Records from a data source
=== Section Start ===
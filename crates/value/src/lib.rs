//! # N1QL Value
//!
//! The value layer of the N1QL query engine: the JSON value domain consumed by
//! query operators, the reference-counted [`AnnotatedValue`] that carries
//! document metadata through a query pipeline, and the memory-bounded
//! containers which hold intermediate results.
//!
//! Sort buffers, GROUP BY accumulators and bounded top-K buffers all need to
//! work whether or not their contents fit in memory. The [`SpillArray`] and
//! [`SpillMap`] containers consult a caller-supplied spill predicate and
//! overflow to temporary files when asked to, merging the on-disk and in-memory
//! data back together when they are drained. Values are persisted with the
//! self-describing binary format in [`spill::codec`].
//!
//! ```no_run
//! use std::sync::Arc;
//!
//! use n1ql_value::spill::{self, SpillArray, TempSpace};
//! use n1ql_value::val::{AnnotatedValue, Value, ValuePool};
//!
//! # fn main() -> Result<(), n1ql_value::err::Error> {
//! let pool = ValuePool::new();
//! let temp = Arc::new(TempSpace::from_env());
//! let less: spill::Less = Arc::new(|a: &AnnotatedValue, b: &AnnotatedValue| *a.value() < *b.value());
//! let mut array = SpillArray::new(
//! 	pool.clone(),
//! 	temp,
//! 	Some(spill::threshold(1024 * 1024)),
//! 	None,
//! 	Some(less),
//! );
//! array.append(pool.annotate(Value::from(3)))?;
//! array.append(pool.annotate(Value::from(1)))?;
//! array.foreach(|v| {
//! 	println!("{}", v.value());
//! 	true
//! })?;
//! # Ok(())
//! # }
//! ```

#[macro_use]
extern crate tracing;

#[macro_use]
mod mac;

pub mod cnf;
pub mod err;
pub mod mem;
pub mod spill;
pub mod str;
pub mod val;

pub use self::spill::{SpillArray, SpillMap};
pub use self::val::{AnnotatedValue, Value};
=== Section End ===
> _YOUR GOAL_:
Write out the lines above, starting at the line that contains "pub mod spill;" and ending with the final line, and nothing else; copy them exactly.

> _ANSWER SECTION_:
pub mod spill;
pub mod str;
pub mod val;

pub use self::spill::{SpillArray, SpillMap};
pub use self::val::{AnnotatedValue, Value};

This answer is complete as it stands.